Fig. 1: Model overview and basic evolutionary dynamics.

a Model description. In the staircase model, bacterial cells (blue and red dots) have a specified position x (of increasing antibiotic concentration) and a genotype g (of increasing resistance). The population adapts to a stable spatial antibiotic gradient as cells migrate, mutate, die and divide at specified stochastic rates. Antibiotics prevent cell division of susceptible genotypes g < x (shaded region under the staircase). b Adaptation process.

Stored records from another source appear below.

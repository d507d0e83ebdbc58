use anyhow::Result;

use worldline::config::AgentConfig;
use worldline::memory::turns::TurnLog;

/// Print the last `limit` logged turns.
pub fn history(config: &AgentConfig, limit: usize) -> Result<()> {
    let store = worldline::db::open_store(config)?;
    let log = TurnLog::from_turns(store.load_turns()?);

    if log.is_empty() {
        println!("No turns logged yet.");
        return Ok(());
    }

    println!("Showing {} of {} turn(s)\n", log.recent(limit).len(), log.len());
    for turn in log.recent(limit) {
        println!("  {} [{}] {}", turn.created_at, turn.role, turn.content);
    }
    Ok(())
}
//! Prompt payloads for the worker: `{"messages": [{"role", "content"}, ...]}`.

use anyhow::{Context, Result};
use serde::Serialize;
use serde_json::Value;

use crate::memory::turns::RecalledTurn;
use crate::memory::types::{ConversationTurn, Role};
use crate::world_state::{FacetSchema, WorldState};

#[derive(Debug, Clone, PartialEq, Serialize)]
pub struct PromptMessage {
    pub role: Role,
    pub content: String,
}

impl PromptMessage {
    pub fn new(role: Role, content: impl Into<String>) -> Self {
        Self {
            role,
            content: content.into(),
        }
    }
}

impl From<&ConversationTurn> for PromptMessage {
    fn from(turn: &ConversationTurn) -> Self {
        Self::new(turn.role, turn.content.clone())
    }
}

#[derive(Debug, Clone, PartialEq, Serialize)]
pub struct PromptPayload {
    pub messages: Vec<PromptMessage>,
}

impl PromptPayload {
    /// The single command-line argument handed to the worker.
    pub fn to_json(&self) -> Result<String> {
        serde_json::to_string(self).context("failed to serialize prompt payload")
    }
}

/// Inputs for a conversational reply.
pub struct ChatPrompt<'a> {
    pub persona: &'a str,
    pub schema: &'a FacetSchema,
    pub state: &'a WorldState,
    pub recalled: &'a [RecalledTurn],
    /// Most recent turns, oldest first. Should not include `user_input` itself.
    pub history: &'a [ConversationTurn],
    pub user_input: &'a str,
}

/// System message (persona, current beliefs, recalled turns), then history, then the user.
pub fn chat_payload(prompt: &ChatPrompt<'_>) -> PromptPayload {
    let mut system = prompt.persona.trim().to_string();

    if let Some(gap) = prompt.state.get("KnowledgeGap") {
        system.push_str(&format!("\nRecently, you were curious about this: {}.", render_value(gap)));
    }
    if let Some(Value::Array(steps)) = prompt.state.get("TinyNextStepOptions") {
        for step in steps {
            system.push_str(&format!(
                "\nYou've thought recently about this being potentially a good idea: {}.",
                render_value(step)
            ));
        }
    }

    let context: Vec<String> = prompt
        .schema
        .ordered(prompt.state)
        .into_iter()
        .filter(|(name, _)| *name != "KnowledgeGap" && *name != "TinyNextStepOptions")
        .map(|(name, value)| format!("- {name}: {}", render_value(value)))
        .collect();
    if !context.is_empty() {
        system.push_str("\n\nYour current read of the situation:\n");
        system.push_str(&context.join("\n"));
    }

    if !prompt.recalled.is_empty() {
        system.push_str("\n\nEarlier moments that may be relevant:\n");
        let lines: Vec<String> = prompt
            .recalled
            .iter()
            .map(|r| format!("- [{}] {}", r.turn.role, r.turn.content))
            .collect();
        system.push_str(&lines.join("\n"));
    }

    let mut messages = Vec::with_capacity(prompt.history.len() + 2);
    messages.push(PromptMessage::new(Role::System, system));
    messages.extend(prompt.history.iter().map(PromptMessage::from));
    messages.push(PromptMessage::new(Role::User, prompt.user_input));
    PromptPayload { messages }
}

/// One system message with the schema instructions and previous state, then the history.
pub fn world_state_payload(
    schema: &FacetSchema,
    state: &WorldState,
    history: &[ConversationTurn],
) -> PromptPayload {
    let mut system = String::from(
        "You are a predictive AI. Given the previous state and the chat history, return JSONL: \
one JSON object per line, each with exactly one of the keys below, replacing any text in \
<brackets>. Fill in every key. Do not repeat the chat history, only this data structure.\n\n\
Example response:\n",
    );
    system.push_str(&schema.example_lines().join("\n"));

    if state.is_empty() {
        system.push_str("\n\nThere is no previous state yet.");
    } else {
        let previous: Vec<String> = schema
            .ordered(state)
            .into_iter()
            .map(|(name, value)| {
                let mut line = WorldState::new();
                line.insert(name.to_string(), value.clone());
                Value::Object(line).to_string()
            })
            .collect();
        system.push_str("\n\nPrevious state:\n");
        system.push_str(&previous.join("\n"));
    }

    let mut messages = Vec::with_capacity(history.len() + 1);
    messages.push(PromptMessage::new(Role::System, system));
    messages.extend(history.iter().map(PromptMessage::from));
    PromptPayload { messages }
}

/// Human-readable form of a facet value: unwraps `{"newValue": ..}`, joins lists.
pub fn render_value(value: &Value) -> String {
    match value {
        Value::String(s) => s.clone(),
        Value::Array(items) => items.iter().map(render_value).collect::<Vec<_>>().join("; "),
        Value::Object(map) => match map.get("newValue") {
            Some(inner) if map.len() == 1 => render_value(inner),
            _ => value.to_string(),
        },
        other => other.to_string(),
    }
}
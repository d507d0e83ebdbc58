use std::sync::Arc;

use anyhow::Result;

use worldline::config::AgentConfig;
use worldline::db::Persistence;
use worldline::generation::prompt::render_value;
use worldline::world_state::{FacetSchema, WorldStateModel};

/// Print the last saved world state.
pub fn state(config: &AgentConfig) -> Result<()> {
    let schema = FacetSchema::resolve(&config.world_state.schema, &config.world_state.schemas)?;
    let store: Arc<dyn Persistence> = Arc::from(worldline::db::open_store(config)?);
    let model = WorldStateModel::load(schema, store);
    println!("{}", render(&model));
    Ok(())
}

/// Facets in schema order, then any unknown ones, then the schema facets still unset.
pub fn render(model: &WorldStateModel) -> String {
    let mut out = format!("World state (schema {})\n{}\n", model.schema().version(), "=".repeat(40));
    let facets = model.ordered_facets();
    if facets.is_empty() {
        out.push_str("  (empty)\n");
    }
    for (name, value) in facets {
        out.push_str(&format!("  {:<26} {}\n", name, render_value(value)));
    }
    let missing = model.missing_facets();
    if !missing.is_empty() && missing.len() < model.schema().facets().len() {
        out.push_str(&format!("\nNot yet filled: {}\n", missing.join(", ")));
    }
    if model.is_dirty() {
        out.push_str("\n(unsaved changes)\n");
    }
    out
}
use anyhow::{Context, Result};
use serde::Deserialize;
use std::path::{Path, PathBuf};
use tracing::info;

use crate::world_state::schema::FacetSchemaDef;

#[derive(Debug, Deserialize, Clone, Default)]
#[serde(default)]
pub struct AgentConfig {
    pub logging: LoggingConfig,
    pub generation: GenerationConfig,
    pub storage: StorageConfig,
    pub embedding: EmbeddingConfig,
    pub retrieval: RetrievalConfig,
    pub world_state: WorldStateConfig,
}

#[derive(Debug, Deserialize, Clone)]
#[serde(default)]
pub struct LoggingConfig {
    pub level: String,
    /// Forward worker stderr at info level instead of debug.
    pub echo_worker_stderr: bool,
}

#[derive(Debug, Deserialize, Clone)]
#[serde(default)]
pub struct GenerationConfig {
    pub program: String,
    pub run_args: Vec<String>,
    pub model: String,
    pub format_args: Vec<String>,
    pub chat_history_window: usize,
    pub world_state_history_window: usize,
    pub cancel_grace_ms: u64,
    pub cancel_timeout_ms: u64,
    pub persona: String,
}

#[derive(Debug, Deserialize, Clone)]
#[serde(default)]
pub struct StorageConfig {
    pub data_dir: String,
    /// One of `sqlite`, `jsonl`, `mirrored`.
    pub backend: String,
}

#[derive(Debug, Deserialize, Clone)]
#[serde(default)]
pub struct EmbeddingConfig {
    pub provider: String,
    pub model: String,
    pub cache_dir: String,
}

#[derive(Debug, Deserialize, Clone)]
#[serde(default)]
pub struct RetrievalConfig {
    pub recall_k: usize,
    pub max_recall_distance: Option<f32>,
}

#[derive(Debug, Deserialize, Clone)]
#[serde(default)]
pub struct WorldStateConfig {
    /// Version label of the facet schema to use.
    pub schema: String,
    /// Extra schema definitions; a definition with a built-in version replaces it.
    pub schemas: Vec<FacetSchemaDef>,
}

impl Default for LoggingConfig {
    fn default() -> Self {
        Self {
            level: "info".into(),
            echo_worker_stderr: false,
        }
    }
}

impl Default for GenerationConfig {
    fn default() -> Self {
        Self {
            program: "ollama".into(),
            run_args: vec!["run".into()],
            model: "gemma2".into(),
            format_args: vec!["--format".into(), "json".into()],
            chat_history_window: 10,
            world_state_history_window: 20,
            cancel_grace_ms: 250,
            cancel_timeout_ms: 5000,
            persona: DEFAULT_PERSONA.into(),
        }
    }
}

const DEFAULT_PERSONA: &str = "You are Lexi, a conversational AI with a limited emotional scope \
and a strong drive to respect people, including yourself. You want to understand things and \
your effect on the world, and you keep the conversation interesting, flowing, and fun. \
System messages describing the current context are your own earlier evaluation.";

impl Default for StorageConfig {
    fn default() -> Self {
        Self {
            data_dir: default_worldline_dir().to_string_lossy().into_owned(),
            backend: "mirrored".into(),
        }
    }
}

impl Default for EmbeddingConfig {
    fn default() -> Self {
        let cache_dir = default_worldline_dir()
            .join("models")
            .to_string_lossy()
            .into_owned();
        Self {
            provider: "local".into(),
            model: "all-MiniLM-L6-v2".into(),
            cache_dir,
        }
    }
}

impl Default for RetrievalConfig {
    fn default() -> Self {
        Self {
            recall_k: 5,
            max_recall_distance: None,
        }
    }
}

impl Default for WorldStateConfig {
    fn default() -> Self {
        Self {
            schema: "v8".into(),
            schemas: Vec::new(),
        }
    }
}

/// Returns `~/.worldline/`
pub fn default_worldline_dir() -> PathBuf {
    dirs::home_dir()
        .unwrap_or_else(|| PathBuf::from("."))
        .join(".worldline")
}

/// Returns the default config file path: `~/.worldline/config.toml`
pub fn default_config_path() -> PathBuf {
    default_worldline_dir().join("config.toml")
}

impl AgentConfig {
    /// Load config from TOML file (if it exists) then apply env var overrides.
    pub fn load() -> Result<Self> {
        Self::load_from(default_config_path())
    }

    /// Load from a specific path, then apply env var overrides.
    pub fn load_from(path: impl AsRef<Path>) -> Result<Self> {
        let path = path.as_ref();
        let mut config = if path.exists() {
            let contents =
                std::fs::read_to_string(path).context("failed to read config file")?;
            toml::from_str(&contents).context("failed to parse config TOML")?
        } else {
            info!("no config file at {}, using defaults", path.display());
            AgentConfig::default()
        };

        config.apply_env_overrides();
        Ok(config)
    }

    /// Apply environment variable overrides
    /// (WORLDLINE_MODEL, WORLDLINE_WORKER, WORLDLINE_DATA_DIR, WORLDLINE_LOG_LEVEL).
    fn apply_env_overrides(&mut self) {
        if let Ok(val) = std::env::var("WORLDLINE_MODEL") {
            self.generation.model = val;
        }
        if let Ok(val) = std::env::var("WORLDLINE_WORKER") {
            self.generation.program = val;
        }
        if let Ok(val) = std::env::var("WORLDLINE_DATA_DIR") {
            self.storage.data_dir = val;
        }
        if let Ok(val) = std::env::var("WORLDLINE_LOG_LEVEL") {
            self.logging.level = val;
        }
    }

    pub fn resolved_data_dir(&self) -> PathBuf {
        expand_tilde(&self.storage.data_dir)
    }

    pub fn db_path(&self) -> PathBuf {
        self.resolved_data_dir().join("worldline.db")
    }

    pub fn turns_path(&self) -> PathBuf {
        self.resolved_data_dir().join("turns.jsonl")
    }

    pub fn state_path(&self) -> PathBuf {
        self.resolved_data_dir().join("last_world_state.json")
    }

    pub fn state_history_path(&self) -> PathBuf {
        self.resolved_data_dir().join("world_states.jsonl")
    }

    pub fn index_path(&self) -> PathBuf {
        self.resolved_data_dir().join("turn_vectors.index")
    }
}

pub fn expand_tilde(path: &str) -> PathBuf {
    match path.strip_prefix("~/").zip(dirs::home_dir()) {
        Some((rest, home)) => home.join(rest),
        None => PathBuf::from(path),
    }
}
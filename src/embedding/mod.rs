//! Text-to-vector embedding for turn recall.
//!
//! Provides the [`EmbeddingProvider`] trait and a local implementation using
//! all-MiniLM-L6-v2 (384 dimensions, L2-normalized), selected by [`create_provider`].

pub mod local;

use anyhow::Result;

/// Number of dimensions in the embedding vectors (all-MiniLM-L6-v2).
pub const EMBEDDING_DIM: usize = 384;

/// Turns text into a fixed-length vector.
///
/// The same text must always produce the same vector. Methods are blocking; async
/// callers go through `tokio::task::spawn_blocking`.
pub trait EmbeddingProvider: Send + Sync {
    fn embed(&self, text: &str) -> Result<Vec<f32>>;

    /// Embed several texts. Implementations may override for batched inference.
    fn embed_batch(&self, texts: &[&str]) -> Result<Vec<Vec<f32>>> {
        texts.iter().map(|t| self.embed(t)).collect()
    }

    fn dimensions(&self) -> usize {
        EMBEDDING_DIM
    }
}

/// Create the configured embedding provider.
///
/// Only `"local"` exists. Fails if the model files are missing; `worldline model download`
/// fetches them.
pub fn create_provider(
    config: &crate::config::EmbeddingConfig,
) -> Result<Box<dyn EmbeddingProvider>> {
    match config.provider.as_str() {
        "local" => {
            let provider = local::LocalEmbeddingProvider::new(config)?;
            Ok(Box::new(provider))
        }
        other => anyhow::bail!("unknown embedding provider: {other}. Supported: local"),
    }
}
//! Input device descriptions reported by the input service.

use serde::{Deserialize, Serialize};

use crate::input::events::{DeviceId, InputSource};

/// Upper bound on device ids considered when scanning the service.
pub const MAX_INPUT_DEVICE_COUNT: usize = 32;

/// One input device as reported by the input service.
#[derive(Debug, Clone, PartialEq, Eq, Serialize, Deserialize)]
pub struct InputDeviceInfo {
    pub id: DeviceId,
    pub name: String,
    /// Stable identifier that survives reconnects and reboots.
    pub descriptor: String,
    pub sources: InputSource,
    pub is_external: bool,
}

impl InputDeviceInfo {
    /// Returns `true` if the device produces every class in `source`.
    pub fn supports_source(&self, source: InputSource) -> bool {
        self.sources.supports(source)
    }
}
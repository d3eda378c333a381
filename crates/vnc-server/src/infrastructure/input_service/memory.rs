//! In-memory input service and service manager.
//!
//! # Why an in-memory service?
//!
//! The real input service runs in another process and injects into the
//! device's input pipeline.  For headless runs and tests we want to:
//!
//! - see exactly which events were injected, in order;
//! - simulate the service dying and coming back.
//!
//! `InMemoryInputManager` records every injected event in a
//! `Mutex<Vec<...>>`.  `InMemoryServiceManager` hands it out by name and can
//! [`kill`](InMemoryServiceManager::kill) it, which fires every registered
//! death recipient the way the platform does.
//!
//! # Usage in tests
//!
//! ```ignore
//! let input = Arc::new(InMemoryInputManager::with_default_devices());
//! let manager = Arc::new(InMemoryServiceManager::new());
//! manager.register("input", Arc::clone(&input));
//!
//! let client = InputInjectionClient::new(manager.clone(), "input", InjectMode::Async);
//! client.connect();
//! manager.kill("input");
//! assert!(!client.is_connected());
//! ```

use std::collections::HashMap;
use std::sync::atomic::{AtomicBool, Ordering};
use std::sync::{Arc, Mutex, MutexGuard, PoisonError};

use tracing::{debug, info};
use vnc_core::{DeviceId, InjectMode, InputDeviceInfo, InputEvent, InputSource};

use crate::application::inject_input::{DeathRecipient, InputManagerService, ServiceError, ServiceManager};

fn lock<T>(mutex: &Mutex<T>) -> MutexGuard<'_, T> {
    mutex.lock().unwrap_or_else(PoisonError::into_inner)
}

/// Records injected events instead of delivering them anywhere.
#[derive(Default)]
pub struct InMemoryInputManager {
    devices: Vec<InputDeviceInfo>,
    /// Every accepted `(event, mode)` pair, in injection order.
    pub injected: Mutex<Vec<(InputEvent, InjectMode)>>,
    /// When `true`, injection fails with a transport error.
    pub should_fail: bool,
    dead: AtomicBool,
}

impl InMemoryInputManager {
    pub fn new(devices: Vec<InputDeviceInfo>) -> Self {
        Self {
            devices,
            ..Self::default()
        }
    }

    /// A keyboard (id 1) and a touchscreen (id 2), like a stock emulator image.
    pub fn with_default_devices() -> Self {
        Self::new(vec![
            InputDeviceInfo {
                id: DeviceId(1),
                name: "virtio_keyboard".to_string(),
                descriptor: "virtio-keyboard-0".to_string(),
                sources: InputSource::KEYBOARD,
                is_external: false,
            },
            InputDeviceInfo {
                id: DeviceId(2),
                name: "virtio_touchscreen".to_string(),
                descriptor: "virtio-touchscreen-0".to_string(),
                sources: InputSource::TOUCHSCREEN,
                is_external: false,
            },
        ])
    }

    /// Snapshot of the injected events without their modes.
    pub fn injected_events(&self) -> Vec<InputEvent> {
        lock(&self.injected).iter().map(|(ev, _)| ev.clone()).collect()
    }

    pub fn is_dead(&self) -> bool {
        self.dead.load(Ordering::Acquire)
    }

    fn check_alive(&self) -> Result<(), ServiceError> {
        if self.is_dead() {
            Err(ServiceError::DeadObject)
        } else {
            Ok(())
        }
    }
}

impl InputManagerService for InMemoryInputManager {
    fn get_input_device_ids(&self) -> Result<Vec<DeviceId>, ServiceError> {
        self.check_alive()?;
        Ok(self.devices.iter().map(|d| d.id).collect())
    }

    fn get_input_device(&self, id: DeviceId) -> Result<Option<InputDeviceInfo>, ServiceError> {
        self.check_alive()?;
        Ok(self.devices.iter().find(|d| d.id == id).cloned())
    }

    fn inject_input_event(&self, event: &InputEvent, mode: InjectMode) -> Result<bool, ServiceError> {
        self.check_alive()?;
        if self.should_fail {
            return Err(ServiceError::Transport("simulated failure".to_string()));
        }
        lock(&self.injected).push((event.clone(), mode));
        Ok(true)
    }
}

/// Name-keyed registry of in-memory services with death notification.
#[derive(Default)]
pub struct InMemoryServiceManager {
    services: Mutex<HashMap<String, Arc<InMemoryInputManager>>>,
    recipients: Mutex<HashMap<String, Vec<DeathRecipient>>>,
}

impl InMemoryServiceManager {
    pub fn new() -> Self {
        Self::default()
    }

    /// Publishes `service` under `name`, replacing any previous one.
    pub fn register(&self, name: &str, service: Arc<InMemoryInputManager>) {
        lock(&self.services).insert(name.to_string(), service);
        info!(service = name, "service registered");
    }

    /// Kills the service: marks it dead, unpublishes it, and fires its
    /// death recipients on the calling thread.
    pub fn kill(&self, name: &str) {
        if let Some(service) = lock(&self.services).remove(name) {
            service.dead.store(true, Ordering::Release);
        }
        let recipients = lock(&self.recipients).remove(name).unwrap_or_default();
        info!(service = name, recipients = recipients.len(), "service killed");
        for recipient in recipients {
            recipient();
        }
    }

    /// Number of death recipients currently linked to `name`.
    pub fn recipient_count(&self, name: &str) -> usize {
        lock(&self.recipients).get(name).map_or(0, Vec::len)
    }
}

impl ServiceManager for InMemoryServiceManager {
    fn get_service(&self, name: &str) -> Option<Arc<dyn InputManagerService>> {
        let service = lock(&self.services).get(name).cloned();
        service.map(|s| s as Arc<dyn InputManagerService>)
    }

    fn link_to_death(&self, service: &str, recipient: DeathRecipient) -> Result<(), ServiceError> {
        if !lock(&self.services).contains_key(service) {
            return Err(ServiceError::DeadObject);
        }
        debug!(service, "linked death recipient");
        lock(&self.recipients)
            .entry(service.to_string())
            .or_default()
            .push(recipient);
        Ok(())
    }
}

// ── Tests ─────────────────────────────────────────────────────────────────────

#[cfg(test)]
mod tests {
    use super::*;
    use crate::application::inject_input::{InputDeviceRegistry, InputInjectionClient};
    use vnc_core::{AndroidKeyCode, KeyAction, KeyEvent, KeyIntent, MetaState};

    fn setup() -> (Arc<InMemoryInputManager>, Arc<InMemoryServiceManager>, InputInjectionClient) {
        let input = Arc::new(InMemoryInputManager::with_default_devices());
        let manager = Arc::new(InMemoryServiceManager::new());
        manager.register("input", Arc::clone(&input));
        let client = InputInjectionClient::new(manager.clone(), "input", InjectMode::WaitForFinish);
        (input, manager, client)
    }

    fn back_key() -> InputEvent {
        InputEvent::Key(KeyEvent::from_intent(
            KeyIntent {
                key_code: AndroidKeyCode::Back,
                action: KeyAction::Down,
                meta_state: MetaState(MetaState::NONE),
            },
            DeviceId(1),
            0,
        ))
    }

    #[test]
    fn test_injected_events_are_recorded_with_mode() {
        // Arrange
        let (input, _manager, client) = setup();
        client.connect();

        // Act
        assert!(client.inject(&back_key()));

        // Assert
        let injected = input.injected.lock().unwrap();
        assert_eq!(injected.len(), 1);
        assert_eq!(injected[0].1, InjectMode::WaitForFinish);
    }

    #[test]
    fn test_kill_fires_recipients_and_unpublishes() {
        // Arrange
        let (input, manager, client) = setup();
        client.connect();
        assert_eq!(manager.recipient_count("input"), 1);

        // Act
        manager.kill("input");

        // Assert
        assert!(input.is_dead());
        assert!(!client.is_connected());
        assert!(!client.connect(), "no service to reconnect to");
        assert_eq!(manager.recipient_count("input"), 0);
    }

    #[test]
    fn test_reregistered_service_accepts_reconnect() {
        let (_old, manager, client) = setup();
        client.connect();
        manager.kill("input");

        let fresh = Arc::new(InMemoryInputManager::with_default_devices());
        manager.register("input", Arc::clone(&fresh));

        assert!(client.connect());
        assert!(client.inject(&back_key()));
        assert_eq!(fresh.injected_events().len(), 1);
    }

    #[test]
    fn test_should_fail_rejects_injection() {
        let input = Arc::new(InMemoryInputManager {
            should_fail: true,
            ..InMemoryInputManager::with_default_devices()
        });
        let manager = Arc::new(InMemoryServiceManager::new());
        manager.register("input", Arc::clone(&input));
        let client = InputInjectionClient::new(manager, "input", InjectMode::Async);
        client.connect();

        assert!(!client.inject(&back_key()));
        assert!(client.is_connected(), "transport errors do not drop the connection");
        assert!(input.injected_events().is_empty());
    }

    #[test]
    fn test_default_devices_resolve_through_registry() {
        let (_input, _manager, client) = setup();
        client.connect();
        let registry = InputDeviceRegistry::new(client);

        let caps = registry.capabilities();

        assert_eq!(caps.keyboard, DeviceId(1));
        assert_eq!(caps.touchscreen, DeviceId(2));
    }
}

Bacterial adaptation in the staircase model can be conceptualised as a series of random jumps between locally stable resistance states R that happen at an adaptation rate a_R. At a given time, R denotes the genotype of highest resistance in the population, as well as the highest spatial compartment where this genotype can divide. Genotypes g ≤ R are defined as wild-type (blue dots) and genotype g = R + 1 as mutant (red dots). Importantly, in the overlap region x = R + 1, mutant cells can divide but wild-type cells cannot. c Snapshots of the population evolving antibiotic resistance for different motility rates, ν = 0.01/h (low motility) and 1/h (high motility). Shades of grey represent density of cells, where black represents highest density. The adaptive dynamics of bacteria with low (top) and high (bottom) motility is qualitatively different. d Population profiles and fitness along the antibiotic gradient. Different motility regimes affect the distribution of wild-type bacteria along the gradient (blue area), which shapes the fitness of resistant mutants (red bars). Parameters: L = 8, K = 10⁵, r = 1/h, δ = 0.1/h, μ_b = 10⁻⁴/h, μ_f = 10⁻⁷/h.